▶ _YOUR INSTRUCTIONS_:
Copy word for word, please, the lines of the entries below running from the one containing "one simulated operation" to the one containing "pub fn tenant_id(tenant: u32)", both ends included.

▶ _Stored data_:

▽

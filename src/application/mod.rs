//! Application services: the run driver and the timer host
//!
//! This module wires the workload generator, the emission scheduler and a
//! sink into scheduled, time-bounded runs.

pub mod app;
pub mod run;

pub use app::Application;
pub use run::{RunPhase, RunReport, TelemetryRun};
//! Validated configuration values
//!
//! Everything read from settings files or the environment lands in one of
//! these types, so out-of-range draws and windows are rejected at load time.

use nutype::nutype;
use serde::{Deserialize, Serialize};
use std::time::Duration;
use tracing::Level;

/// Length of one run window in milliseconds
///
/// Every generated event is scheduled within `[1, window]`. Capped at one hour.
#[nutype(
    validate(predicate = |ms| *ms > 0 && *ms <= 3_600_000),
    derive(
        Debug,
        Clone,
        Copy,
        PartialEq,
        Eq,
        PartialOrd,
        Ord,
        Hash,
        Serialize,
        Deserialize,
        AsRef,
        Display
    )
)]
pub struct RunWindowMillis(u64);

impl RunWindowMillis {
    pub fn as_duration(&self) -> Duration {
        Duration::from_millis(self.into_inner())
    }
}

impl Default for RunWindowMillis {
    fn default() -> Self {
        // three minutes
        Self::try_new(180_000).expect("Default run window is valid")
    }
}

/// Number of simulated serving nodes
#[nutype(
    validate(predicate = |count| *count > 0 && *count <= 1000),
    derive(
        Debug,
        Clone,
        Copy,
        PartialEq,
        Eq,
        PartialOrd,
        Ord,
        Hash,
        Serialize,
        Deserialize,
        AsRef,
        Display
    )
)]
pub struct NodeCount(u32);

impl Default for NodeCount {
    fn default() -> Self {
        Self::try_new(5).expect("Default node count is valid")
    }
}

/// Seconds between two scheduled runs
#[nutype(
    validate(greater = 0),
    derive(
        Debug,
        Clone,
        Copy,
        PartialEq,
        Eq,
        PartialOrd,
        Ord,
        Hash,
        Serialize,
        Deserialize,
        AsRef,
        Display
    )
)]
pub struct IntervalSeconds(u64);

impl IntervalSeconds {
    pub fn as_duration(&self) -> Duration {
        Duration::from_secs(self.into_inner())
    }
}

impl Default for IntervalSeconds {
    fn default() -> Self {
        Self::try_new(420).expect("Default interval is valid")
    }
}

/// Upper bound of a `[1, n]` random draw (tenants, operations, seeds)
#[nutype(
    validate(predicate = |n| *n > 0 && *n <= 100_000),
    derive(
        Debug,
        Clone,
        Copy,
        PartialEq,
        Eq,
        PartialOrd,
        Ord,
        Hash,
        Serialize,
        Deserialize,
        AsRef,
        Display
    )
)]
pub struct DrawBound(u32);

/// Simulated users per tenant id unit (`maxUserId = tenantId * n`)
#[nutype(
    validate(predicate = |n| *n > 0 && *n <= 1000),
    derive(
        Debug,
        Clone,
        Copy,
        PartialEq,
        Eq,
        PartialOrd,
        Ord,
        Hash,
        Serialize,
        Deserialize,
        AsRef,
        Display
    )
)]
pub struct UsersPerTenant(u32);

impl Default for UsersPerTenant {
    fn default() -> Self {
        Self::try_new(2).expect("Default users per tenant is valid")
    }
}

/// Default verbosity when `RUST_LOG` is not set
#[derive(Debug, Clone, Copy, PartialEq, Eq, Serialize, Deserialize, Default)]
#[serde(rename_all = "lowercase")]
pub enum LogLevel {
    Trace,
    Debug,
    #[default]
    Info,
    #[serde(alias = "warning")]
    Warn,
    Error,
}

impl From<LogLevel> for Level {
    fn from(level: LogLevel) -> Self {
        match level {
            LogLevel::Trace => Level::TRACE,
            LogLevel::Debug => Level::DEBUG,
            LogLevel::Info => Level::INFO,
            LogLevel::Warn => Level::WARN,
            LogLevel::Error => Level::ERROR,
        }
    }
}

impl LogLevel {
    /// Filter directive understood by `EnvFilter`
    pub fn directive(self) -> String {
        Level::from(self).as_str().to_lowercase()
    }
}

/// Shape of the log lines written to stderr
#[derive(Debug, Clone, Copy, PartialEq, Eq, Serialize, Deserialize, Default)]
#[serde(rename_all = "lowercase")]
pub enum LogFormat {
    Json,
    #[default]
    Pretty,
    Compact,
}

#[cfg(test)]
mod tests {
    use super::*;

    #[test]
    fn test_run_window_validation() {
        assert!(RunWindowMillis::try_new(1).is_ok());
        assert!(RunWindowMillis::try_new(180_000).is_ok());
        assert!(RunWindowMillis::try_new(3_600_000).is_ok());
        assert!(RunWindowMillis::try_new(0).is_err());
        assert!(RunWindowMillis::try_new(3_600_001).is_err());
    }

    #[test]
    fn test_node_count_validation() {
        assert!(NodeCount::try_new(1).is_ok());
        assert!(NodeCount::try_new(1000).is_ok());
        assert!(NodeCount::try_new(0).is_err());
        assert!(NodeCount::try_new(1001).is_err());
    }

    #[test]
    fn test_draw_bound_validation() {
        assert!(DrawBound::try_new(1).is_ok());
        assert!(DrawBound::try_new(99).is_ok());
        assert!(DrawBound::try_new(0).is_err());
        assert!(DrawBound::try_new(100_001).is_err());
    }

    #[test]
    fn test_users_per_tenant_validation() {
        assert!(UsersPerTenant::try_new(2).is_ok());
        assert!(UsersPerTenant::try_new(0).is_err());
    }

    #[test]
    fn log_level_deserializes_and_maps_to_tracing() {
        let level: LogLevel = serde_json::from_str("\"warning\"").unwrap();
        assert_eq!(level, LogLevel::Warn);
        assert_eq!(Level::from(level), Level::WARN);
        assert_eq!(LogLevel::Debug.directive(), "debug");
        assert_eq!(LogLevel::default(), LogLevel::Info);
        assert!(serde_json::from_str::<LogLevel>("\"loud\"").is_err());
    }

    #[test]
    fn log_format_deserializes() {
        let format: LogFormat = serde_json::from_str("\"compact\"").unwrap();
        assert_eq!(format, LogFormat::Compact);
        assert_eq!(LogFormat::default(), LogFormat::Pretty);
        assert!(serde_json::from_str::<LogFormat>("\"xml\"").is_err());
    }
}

△
▽

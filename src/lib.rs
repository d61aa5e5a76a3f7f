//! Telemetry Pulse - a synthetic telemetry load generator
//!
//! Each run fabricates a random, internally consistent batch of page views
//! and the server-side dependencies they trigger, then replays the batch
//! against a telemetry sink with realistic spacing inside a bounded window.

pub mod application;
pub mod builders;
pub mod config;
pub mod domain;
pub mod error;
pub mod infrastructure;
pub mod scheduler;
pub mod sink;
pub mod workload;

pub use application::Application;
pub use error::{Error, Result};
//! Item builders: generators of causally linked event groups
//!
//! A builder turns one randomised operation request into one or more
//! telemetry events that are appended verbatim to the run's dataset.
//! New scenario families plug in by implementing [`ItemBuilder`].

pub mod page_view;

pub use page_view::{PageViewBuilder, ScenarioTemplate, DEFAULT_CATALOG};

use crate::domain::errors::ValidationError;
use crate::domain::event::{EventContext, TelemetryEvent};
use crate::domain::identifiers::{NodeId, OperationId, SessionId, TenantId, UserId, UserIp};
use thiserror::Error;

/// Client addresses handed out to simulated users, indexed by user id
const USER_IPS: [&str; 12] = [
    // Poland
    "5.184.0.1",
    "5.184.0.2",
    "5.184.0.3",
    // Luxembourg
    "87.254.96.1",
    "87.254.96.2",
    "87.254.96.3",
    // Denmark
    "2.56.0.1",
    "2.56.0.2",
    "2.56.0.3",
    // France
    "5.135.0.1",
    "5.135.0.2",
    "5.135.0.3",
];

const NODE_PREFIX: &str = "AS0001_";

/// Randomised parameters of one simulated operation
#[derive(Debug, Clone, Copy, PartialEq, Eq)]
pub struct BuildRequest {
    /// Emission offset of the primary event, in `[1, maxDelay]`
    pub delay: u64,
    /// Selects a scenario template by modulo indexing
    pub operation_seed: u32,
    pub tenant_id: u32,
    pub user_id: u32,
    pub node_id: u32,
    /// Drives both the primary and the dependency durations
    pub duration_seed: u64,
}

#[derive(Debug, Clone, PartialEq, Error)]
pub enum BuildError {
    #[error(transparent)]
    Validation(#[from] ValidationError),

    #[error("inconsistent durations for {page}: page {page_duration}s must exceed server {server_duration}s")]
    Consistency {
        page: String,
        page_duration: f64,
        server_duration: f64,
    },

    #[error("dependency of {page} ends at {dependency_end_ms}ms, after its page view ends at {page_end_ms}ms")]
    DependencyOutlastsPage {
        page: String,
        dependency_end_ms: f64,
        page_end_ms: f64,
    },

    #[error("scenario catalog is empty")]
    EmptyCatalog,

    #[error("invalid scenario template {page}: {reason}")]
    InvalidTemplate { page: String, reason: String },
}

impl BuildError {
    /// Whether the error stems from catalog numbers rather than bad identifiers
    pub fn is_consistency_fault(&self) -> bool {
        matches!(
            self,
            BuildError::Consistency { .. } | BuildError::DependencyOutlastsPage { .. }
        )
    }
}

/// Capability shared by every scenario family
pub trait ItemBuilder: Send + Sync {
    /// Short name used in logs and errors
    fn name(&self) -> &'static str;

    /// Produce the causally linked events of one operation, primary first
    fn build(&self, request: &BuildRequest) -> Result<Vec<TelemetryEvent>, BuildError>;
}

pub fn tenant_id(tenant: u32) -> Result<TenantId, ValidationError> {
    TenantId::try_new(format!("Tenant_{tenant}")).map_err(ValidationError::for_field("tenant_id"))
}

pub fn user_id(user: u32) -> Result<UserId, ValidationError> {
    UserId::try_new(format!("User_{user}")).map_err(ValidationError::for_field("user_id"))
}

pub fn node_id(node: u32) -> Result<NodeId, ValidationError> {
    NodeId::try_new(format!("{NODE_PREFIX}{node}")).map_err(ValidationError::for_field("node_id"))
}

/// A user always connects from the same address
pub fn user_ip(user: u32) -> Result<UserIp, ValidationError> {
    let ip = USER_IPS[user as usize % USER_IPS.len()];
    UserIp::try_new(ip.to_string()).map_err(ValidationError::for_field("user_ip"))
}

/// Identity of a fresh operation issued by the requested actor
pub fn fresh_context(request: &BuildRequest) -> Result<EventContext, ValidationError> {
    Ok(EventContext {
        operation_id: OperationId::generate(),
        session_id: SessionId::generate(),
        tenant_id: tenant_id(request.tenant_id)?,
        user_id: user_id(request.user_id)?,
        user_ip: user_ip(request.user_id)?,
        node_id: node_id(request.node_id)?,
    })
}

△

▶ _EXERCISE RESPONSE_:
/// Randomised parameters of one simulated operation
#[derive(Debug, Clone, Copy, PartialEq, Eq)]
pub struct BuildRequest {
    /// Emission offset of the primary event, in `[1, maxDelay]`
    pub delay: u64,
    /// Selects a scenario template by modulo indexing
    pub operation_seed: u32,
    pub tenant_id: u32,
    pub user_id: u32,
    pub node_id: u32,
    /// Drives both the primary and the dependency durations
    pub duration_seed: u64,
}

#[derive(Debug, Clone, PartialEq, Error)]
pub enum BuildError {
    #[error(transparent)]
    Validation(#[from] ValidationError),

    #[error("inconsistent durations for {page}: page {page_duration}s must exceed server {server_duration}s")]
    Consistency {
        page: String,
        page_duration: f64,
        server_duration: f64,
    },

    #[error("dependency of {page} ends at {dependency_end_ms}ms, after its page view ends at {page_end_ms}ms")]
    DependencyOutlastsPage {
        page: String,
        dependency_end_ms: f64,
        page_end_ms: f64,
    },

    #[error("scenario catalog is empty")]
    EmptyCatalog,

    #[error("invalid scenario template {page}: {reason}")]
    InvalidTemplate { page: String, reason: String },
}

impl BuildError {
    /// Whether the error stems from catalog numbers rather than bad identifiers
    pub fn is_consistency_fault(&self) -> bool {
        matches!(
            self,
            BuildError::Consistency { .. } | BuildError::DependencyOutlastsPage { .. }
        )
    }
}

/// Capability shared by every scenario family
pub trait ItemBuilder: Send + Sync {
    /// Short name used in logs and errors
    fn name(&self) -> &'static str;

    /// Produce the causally linked events of one operation, primary first
    fn build(&self, request: &BuildRequest) -> Result<Vec<TelemetryEvent>, BuildError>;
}

pub fn tenant_id(tenant: u32) -> Result<TenantId, ValidationError> {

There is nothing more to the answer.